いつも、雨
「ごきげんよう。おばさま。」

木々越しに玄関に面した部屋は、恭匡の部屋だ。

窓辺の座卓で書のお稽古をしていた恭匡は、柔らかい梅の薫りで領子の訪れに気づいて、迎え出た。


「ごきげんよう。恭匡さん。まあ……立派になられて。この度は、おめでとうございます。」

領子は、涙を浮かべてそう言祝いだ。


恭匡は照れくさそうに会釈した。




兄はわざわざ茶室に炭を熾して、領子を待っていた。

「わざわざ、すまんな。おおきに。」

「いえ。去年、百合子の時も、お兄さま、わざわざいらしてくださったじゃありませんか。当然のことですわ。……もしかして……茶懐石ですか?」


何となくおだしの香りが漂っている。


「ああ。領子が来るゆーたら、竹原が手配してくれてな。……恭匡も好きな店や。」


……竹原……さっきは何も言わなかったのに……。

領子は、無表情のまま曖昧にうなずいた。



のしに包んだお祝いを差し出すと、恭風はおおらかに

「おおきに。すまんな。
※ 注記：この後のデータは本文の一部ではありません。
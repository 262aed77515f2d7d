//! `SeaORM` implementation of the `HistoryService` trait.

use async_trait::async_trait;
use chrono::{DateTime, Local, Utc};
use sea_orm::{DbErr, RuntimeErr, SqlErr};
use tracing::{debug, error, info};

use crate::crypto::Cipher;
use crate::db::{ClearedCounts, NewSearchRecord, SearchHistoryRepository, Store, StoredSearch};
use crate::domain::{HistorySource, QueryNormalization, UserId, timestamp};
use crate::services::history_service::{
    HistoryError, HistoryService, UnifiedHistoryItem, require_user,
};

pub struct SeaOrmHistoryService {
    store: Store,
    cipher: Cipher,
    normalization: QueryNormalization,
}

impl SeaOrmHistoryService {
    #[must_use]
    pub const fn new(store: Store, cipher: Cipher, normalization: QueryNormalization) -> Self {
        Self {
            store,
            cipher,
            normalization,
        }
    }

    /// One attempt at the read, archive, replace sequence.
    async fn record_once(
        &self,
        user_id: i32,
        ciphertext: &str,
        fingerprint: &str,
    ) -> Result<(), DbErr> {
        let ciphertext = ciphertext.to_string();
        let fingerprint = fingerprint.to_string();

        self.store
            .with_transaction::<_, (), DbErr>(move |txn| {
                Box::pin(async move {
                    let previous =
                        SearchHistoryRepository::find_history_by_fingerprint(txn, user_id, &fingerprint)
                            .await?;

                    if let Some(previous) = previous {
                        SearchHistoryRepository::insert_log(
                            txn,
                            NewSearchRecord {
                                user_id,
                                ciphertext: previous.query,
                                fingerprint: previous.query_hash,
                                created_at: previous.created_at,
                            },
                        )
                        .await?;
                        SearchHistoryRepository::delete_history(txn, &previous.id, user_id).await?;
                    }

                    SearchHistoryRepository::insert_history(
                        txn,
                        NewSearchRecord {
                            user_id,
                            ciphertext,
                            fingerprint,
                            created_at: timestamp::now(),
                        },
                    )
                    .await?;

                    Ok(())
                })
            })
            .await
    }

    fn to_item(&self, row: StoredSearch, source: HistorySource) -> UnifiedHistoryItem {
        UnifiedHistoryItem {
            query: self.cipher.decrypt(&row.query),
            id: row.id,
            created_at: row.created_at,
            source,
        }
    }
}

/// A concurrent writer got there first: either it inserted the same
/// fingerprint, or it committed between this transaction's read and write
/// (`SQLITE_BUSY` and its extended codes such as `SQLITE_BUSY_SNAPSHOT`).
fn is_write_conflict(err: &DbErr) -> bool {
    if matches!(err.sql_err(), Some(SqlErr::UniqueConstraintViolation(_))) {
        return true;
    }

    let sqlx_err = match err {
        DbErr::Exec(RuntimeErr::SqlxError(e))
        | DbErr::Query(RuntimeErr::SqlxError(e))
        | DbErr::Conn(RuntimeErr::SqlxError(e)) => e,
        _ => return false,
    };

    sqlx_err
        .as_database_error()
        .and_then(|db| db.code())
        .is_some_and(|code| is_busy_code(&code))
}

/// SQLite extended result codes keep the primary code in the low byte.
fn is_busy_code(code: &str) -> bool {
    const SQLITE_BUSY: i32 = 5;
    code.parse::<i32>()
        .is_ok_and(|code| code & 0xff == SQLITE_BUSY)
}

/// Newest first. Equal timestamps fall back to source, then id.
pub(crate) fn sort_unified(items: &mut [UnifiedHistoryItem]) {
    items.sort_by(|a, b| {
        b.created_at
            .cmp(&a.created_at)
            .then_with(|| a.source.cmp(&b.source))
            .then_with(|| b.id.cmp(&a.id))
    });
}

#[async_trait]
impl HistoryService for SeaOrmHistoryService {
    async fn record_search(
        &self,
        user: Option<UserId>,
        raw_query: &str,
    ) -> Result<(), HistoryError> {
        let user_id = require_user(user)?;

        let query = self
            .normalization
            .apply(raw_query)
            .ok_or_else(|| HistoryError::Validation("Search query cannot be empty".to_string()))?;

        let fingerprint = Cipher::fingerprint(&query);
        let ciphertext = self.cipher.encrypt(&query)?;

        match self.record_once(user_id, &ciphertext, &fingerprint).await {
            Ok(()) => {}
            Err(e) if is_write_conflict(&e) => {
                debug!(user_id, error = %e, "Search history write conflict, retrying once");
                match self.record_once(user_id, &ciphertext, &fingerprint).await {
                    Ok(()) => {}
                    Err(e) if is_write_conflict(&e) => {
                        debug!(user_id, "Search already recorded by a concurrent request");
                    }
                    Err(e) => {
                        error!(user_id, error = %e, "Failed to record search");
                        return Err(e.into());
                    }
                }
            }
            Err(e) => {
                error!(user_id, error = %e, "Failed to record search");
                return Err(e.into());
            }
        }

        debug!(user_id, "Recorded search");
        Ok(())
    }

    async fn get_unified_history(
        &self,
        user: Option<UserId>,
    ) -> Result<Vec<UnifiedHistoryItem>, HistoryError> {
        let Ok(user_id) = require_user(user) else {
            return Ok(Vec::new());
        };

        let repo = self.store.search_history_repo();
        let (history, log) = tokio::try_join!(repo.list_history(user_id), repo.list_log(user_id))?;

        let mut items: Vec<UnifiedHistoryItem> = history
            .into_iter()
            .map(|row| self.to_item(row, HistorySource::History))
            .chain(log.into_iter().map(|row| self.to_item(row, HistorySource::Log)))
            .collect();

        sort_unified(&mut items);
        Ok(items)
    }

    async fn delete_item(
        &self,
        user: Option<UserId>,
        entry_id: &str,
        source: HistorySource,
    ) -> Result<(), HistoryError> {
        let user_id = require_user(user)?;
        let repo = self.store.search_history_repo();

        let removed = match source {
            HistorySource::History => repo.remove_history(entry_id, user_id).await?,
            HistorySource::Log => repo.remove_log(entry_id, user_id).await?,
        };

        if !removed {
            return Err(HistoryError::NotFound);
        }

        debug!(user_id, entry_id, %source, "Deleted history entry");
        Ok(())
    }

    async fn clear_all(&self, user: Option<UserId>) -> Result<ClearedCounts, HistoryError> {
        let user_id = require_user(user)?;
        let counts = self
            .store
            .search_history_repo()
            .delete_all_for_user(user_id)
            .await?;

        info!(user_id, history = counts.history, log = counts.log, "Cleared search history");
        Ok(counts)
    }

    async fn clear_today(&self, user: Option<UserId>) -> Result<ClearedCounts, HistoryError> {
        let user_id = require_user(user)?;
        let since = timestamp::start_of_local_day(Local::now());

        let counts = self
            .store
            .search_history_repo()
            .delete_created_since(user_id, since)
            .await?;

        info!(
            user_id,
            since = %since,
            history = counts.history,
            log = counts.log,
            "Cleared today's search history"
        );
        Ok(counts)
    }

    async fn clear_range(
        &self,
        user: Option<UserId>,
        start: DateTime<Utc>,
        end: DateTime<Utc>,
    ) -> Result<ClearedCounts, HistoryError> {
        let user_id = require_user(user)?;

        if start > end {
            return Err(HistoryError::Validation(
                "Range start must not be after its end".to_string(),
            ));
        }

        let counts = self
            .store
            .search_history_repo()
            .delete_created_between(user_id, start, end)
            .await?;

        info!(
            user_id,
            start = %start,
            end = %end,
            history = counts.history,
            log = counts.log,
            "Cleared search history range"
        );
        Ok(counts)
    }
}

#[cfg(test)]
mod tests {
    use super::*;

    fn item(id: &str, created_at: &str, source: HistorySource) -> UnifiedHistoryItem {
        UnifiedHistoryItem {
            id: id.to_string(),
            query: "q".to_string(),
            created_at: created_at.to_string(),
            source,
        }
    }

    #[test]
    fn sort_unified_orders_newest_first_across_sources() {
        let mut items = vec![
            item("a", "2025-01-01T10:00:00.000000Z", HistorySource::Log),
            item("b", "2025-01-03T10:00:00.000000Z", HistorySource::History),
            item("c", "2025-01-02T10:00:00.000000Z", HistorySource::Log),
            item("d", "2025-01-02T10:00:00.000000Z", HistorySource::History),
        ];

        sort_unified(&mut items);

        let ids: Vec<&str> = items.iter().map(|i| i.id.as_str()).collect();
        assert_eq!(ids, ["b", "d", "c", "a"]);
    }

    #[test]
    fn busy_codes_include_extended_variants() {
        assert!(is_busy_code("5"));
        assert!(is_busy_code("517"));
        assert!(is_busy_code("261"));
        assert!(!is_busy_code("6"));
        assert!(!is_busy_code("2067"));
        assert!(!is_busy_code("locked"));
    }

    #[test]
    fn other_errors_are_not_write_conflicts() {
        assert!(!is_write_conflict(&DbErr::Custom("boom".to_string())));
        assert!(!is_write_conflict(&DbErr::RecordNotFound("x".to_string())));
    }
}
」

と、受け取った。



「ありがとうございます。」

恭匡は手をついて頭を下げた。


領子は笑顔を見せて、それから……と、小さな包みを差し出した。

「これは、わたくしから。……気に入っていただけるといいのですけれど……。」


「……?……ペンですか?」

包みの形状から、恭匡はそう尋ねた。


「万年筆ですわ。」

領子がそう答えると、恭匡の表情がぱっと明るくなった。

「ありがとうございます。……ちょうど、欲しいと思っていました。」


お世辞ではなく、本当に恭匡は、万年筆の導入を考えていた。

勉強には不向きだし、これまでは不要だったが……大学生になる今がちょうどいい。



領子はうれしそうにうなずいた。

「そう。よかったわ。……モンブランじゃありませんけど……」


「ペリカン!」

恭匡は包装紙を開いて、目を輝かせた。


領子は、こっくりとうなずいた。


……かつて要人が使っていたのと同じブランドの中から、もっともスタンダードな1本を、領子は愛する甥に選んだ。

初心者の練習用としては高価かもしれないが、癖のない高品質な逸品は、書き味も良いだろう。